In den vorhandenen organisatorischen Strukturen dauern Umsetzungen zu lange. Die Umstellung auf kleinere, agilere Einheiten ist in vielen Unternehmen unabdingbar, um Entscheidungsprozesse zu beschleunigen. Ganz entscheidend ist eine Abkehr von unserer typisch deutschen Null-Fehler Kultur, die in einer Zeit, in der wir im globalen Wettbewerb mit dem Silicon Valley, asiatischen und skandinavischen Ländern stehen, nicht mehr angebracht ist, um ähnlich innovativ zu sein. Dazu kommt das fehlende Fachwissen, das fehlende bzw. unzureichende Mindset wie oben aufgeführt.

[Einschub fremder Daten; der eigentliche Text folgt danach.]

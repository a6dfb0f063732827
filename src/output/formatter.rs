//! Core formatting trait and the plain text implementation

use crate::error::{AppError, Result};
use crate::harness::{ClassOutcome, ClassStatus};
use std::fmt::Write as _;

/// Main trait for output formatting
pub trait OutputFormatter {
    /// Format a header section
    fn format_header(&self, title: &str) -> Result<String>;

    /// Format the outcome of one test class
    fn format_class_outcome(&self, outcome: &ClassOutcome) -> Result<String>;

    /// Format the closing summary over every class of the run
    fn format_suite_summary(&self, outcomes: &[ClassOutcome]) -> Result<String>;

    /// Format warning messages
    fn format_warning(&self, warning: &str) -> Result<String>;

    /// Format error messages
    fn format_error(&self, error: &str) -> Result<String>;
}

/// Configuration options for formatting
#[derive(Debug, Clone)]
pub struct FormattingOptions {
    /// Enable colored output
    pub enable_color: bool,
    /// List every iteration, not only the failed ones
    pub show_iterations: bool,
    /// Include the summary's detailed stats block
    pub show_detailed_stats: bool,
}

impl Default for FormattingOptions {
    fn default() -> Self {
        Self {
            enable_color: true,
            show_iterations: false,
            show_detailed_stats: true,
        }
    }
}

/// Short label of a class status
pub fn status_label(status: &ClassStatus) -> &'static str {
    match status {
        ClassStatus::Passed => "PASS",
        ClassStatus::Failed => "FAIL",
        ClassStatus::Skipped { .. } => "SKIP",
        ClassStatus::Errored { .. } => "ERROR",
    }
}

pub(crate) fn fmt_error(e: std::fmt::Error) -> AppError {
    AppError::io(format!("Failed to format output: {}", e))
}

/// Lines below the class heading, shared by both formatters
pub(crate) fn outcome_body(outcome: &ClassOutcome, options: &FormattingOptions) -> Vec<String> {
    let mut lines = Vec::new();
    match &outcome.status {
        ClassStatus::Skipped { reason } => lines.push(format!("Skipped: {}", reason)),
        ClassStatus::Errored { message } => lines.push(format!("Error: {}", message)),
        ClassStatus::Passed | ClassStatus::Failed => {}
    }

    if let Some(summary) = &outcome.summary {
        lines.push(format!(
            "Result: {} ({}/{} succeeded, {} required)",
            summary.verdict,
            summary.success_count,
            summary.finished_iterations,
            summary.required_iterations
        ));
        if options.show_detailed_stats {
            lines.extend(summary.detailed_stats.iter().cloned());
        }
    }

    if options.show_iterations {
        for result in &outcome.results {
            lines.push(format!("Iteration {}: {}", result.iteration, result.result_message));
        }
    }

    if outcome.breaker_tripped {
        lines.push("Stopped early: too many consecutive failures".to_string());
    }
    if !outcome.bug_reports.is_empty() {
        lines.push(format!("Bug reports: {}", outcome.bug_reports.len()));
        for path in &outcome.bug_reports {
            lines.push(format!("  {}", path.display()));
        }
    }
    lines
}

/// Counts per status, in label order PASS, FAIL, SKIP, ERROR
pub(crate) fn status_counts(outcomes: &[ClassOutcome]) -> [usize; 4] {
    let mut counts = [0; 4];
    for outcome in outcomes {
        let slot = match outcome.status {
            ClassStatus::Passed => 0,
            ClassStatus::Failed => 1,
            ClassStatus::Skipped { .. } => 2,
            ClassStatus::Errored { .. } => 3,
        };
        counts[slot] += 1;
    }
    counts
}

/// Plain text formatter implementation
pub struct PlainFormatter {
    options: FormattingOptions,
}

impl PlainFormatter {
    /// Create a new plain formatter with options
    pub fn new(options: FormattingOptions) -> Self {
        Self { options }
    }
}

impl OutputFormatter for PlainFormatter {
    fn format_header(&self, title: &str) -> Result<String> {
        let mut output = String::new();
        let border = "=".repeat(title.len() + 4);

        writeln!(output, "{}", border).map_err(fmt_error)?;
        writeln!(output, "  {}  ", title).map_err(fmt_error)?;
        write!(output, "{}", border).map_err(fmt_error)?;

        Ok(output)
    }

    fn format_class_outcome(&self, outcome: &ClassOutcome) -> Result<String> {
        let mut output = String::new();
        write!(
            output,
            "[{}] {}: {}",
            outcome.class_tag,
            outcome.test_name,
            status_label(&outcome.status)
        )
        .map_err(fmt_error)?;
        for line in outcome_body(outcome, &self.options) {
            write!(output, "\n  {}", line).map_err(fmt_error)?;
        }
        Ok(output)
    }

    fn format_suite_summary(&self, outcomes: &[ClassOutcome]) -> Result<String> {
        let [passed, failed, skipped, errored] = status_counts(outcomes);
        let mut output = String::new();
        write!(
            output,
            "Classes: {} | Passed: {} | Failed: {} | Skipped: {} | Errored: {}",
            outcomes.len(),
            passed,
            failed,
            skipped,
            errored
        )
        .map_err(fmt_error)?;
        Ok(output)
    }

    fn format_warning(&self, warning: &str) -> Result<String> {
        Ok(format!("WARNING: {}", warning))
    }

    fn format_error(&self, error: &str) -> Result<String> {
        Ok(format!("ERROR: {}", error))
    }
}

#[cfg(test)]
mod tests {
    use super::*;
    use crate::models::SingleTestResult;
    use crate::types::SingleTestFailureReason;
    use std::path::PathBuf;

    fn outcome(status: ClassStatus) -> ClassOutcome {
        ClassOutcome {
            class_tag: "BtPerformanceTest".to_string(),
            test_name: "test_bt_performance".to_string(),
            status,
            summary: None,
            results: Vec::new(),
            bug_reports: Vec::new(),
            breaker_tripped: false,
        }
    }

    #[test]
    fn test_header_is_boxed() {
        let formatter = PlainFormatter::new(FormattingOptions::default());
        let header = formatter.format_header("ncperf").unwrap();
        assert_eq!(header, "==========\n  ncperf  \n==========");
    }

    #[test]
    fn test_skipped_class_shows_reason() {
        let formatter = PlainFormatter::new(FormattingOptions::default());
        let text = formatter
            .format_class_outcome(&outcome(ClassStatus::Skipped {
                reason: "Wifi AP is not ready for this test.".to_string(),
            }))
            .unwrap();
        assert!(text.starts_with("[BtPerformanceTest] test_bt_performance: SKIP"));
        assert!(text.contains("Skipped: Wifi AP is not ready for this test."));
    }

    #[test]
    fn test_iterations_listed_only_when_verbose() {
        let mut failed = outcome(ClassStatus::Failed);
        let mut result = SingleTestResult::new(0);
        result.failure_reason = SingleTestFailureReason::SourceStartDiscovery;
        result.result_message = "SOURCE_START_DISCOVERY - check the radio".to_string();
        failed.results.push(result);
        failed.breaker_tripped = true;
        failed.bug_reports.push(PathBuf::from("/tmp/br.zip"));

        let quiet = PlainFormatter::new(FormattingOptions::default());
        let text = quiet.format_class_outcome(&failed).unwrap();
        assert!(!text.contains("Iteration 0"));
        assert!(text.contains("Stopped early"));
        assert!(text.contains("Bug reports: 1"));

        let verbose = PlainFormatter::new(FormattingOptions {
            show_iterations: true,
            ..FormattingOptions::default()
        });
        let text = verbose.format_class_outcome(&failed).unwrap();
        assert!(text.contains("Iteration 0: SOURCE_START_DISCOVERY - check the radio"));
    }

    #[test]
    fn test_suite_summary_counts_statuses() {
        let outcomes = vec![
            outcome(ClassStatus::Passed),
            outcome(ClassStatus::Failed),
            outcome(ClassStatus::Skipped { reason: "x".to_string() }),
            outcome(ClassStatus::Passed),
        ];
        let formatter = PlainFormatter::new(FormattingOptions::default());
        assert_eq!(
            formatter.format_suite_summary(&outcomes).unwrap(),
            "Classes: 4 | Passed: 2 | Failed: 1 | Skipped: 1 | Errored: 0"
        );
    }
}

Stellen Sie bitte einen Branchenvergleich an: Welche Branchen sind schon sehr weit in Sachen Digitalisierung und welche Branchen haben Nachholbedarf? Wo steht dabei das deutsche Gesundheitswesen?
Die Digitalisierung ist überall da stark vorangeschritten, wo die Plattformökonomie schon Zugriff auf den Kunden hat. Amazon, Google, Facebook: Hier geht die Post ab. Außerdem media, finance und retail. Aber auch da wird sich noch extrem viel tun. Die Gesundheitsbranche jedenfalls birgt riesiges Potential, auch wenn Sie im Moment noch meilenweit zurückliegt.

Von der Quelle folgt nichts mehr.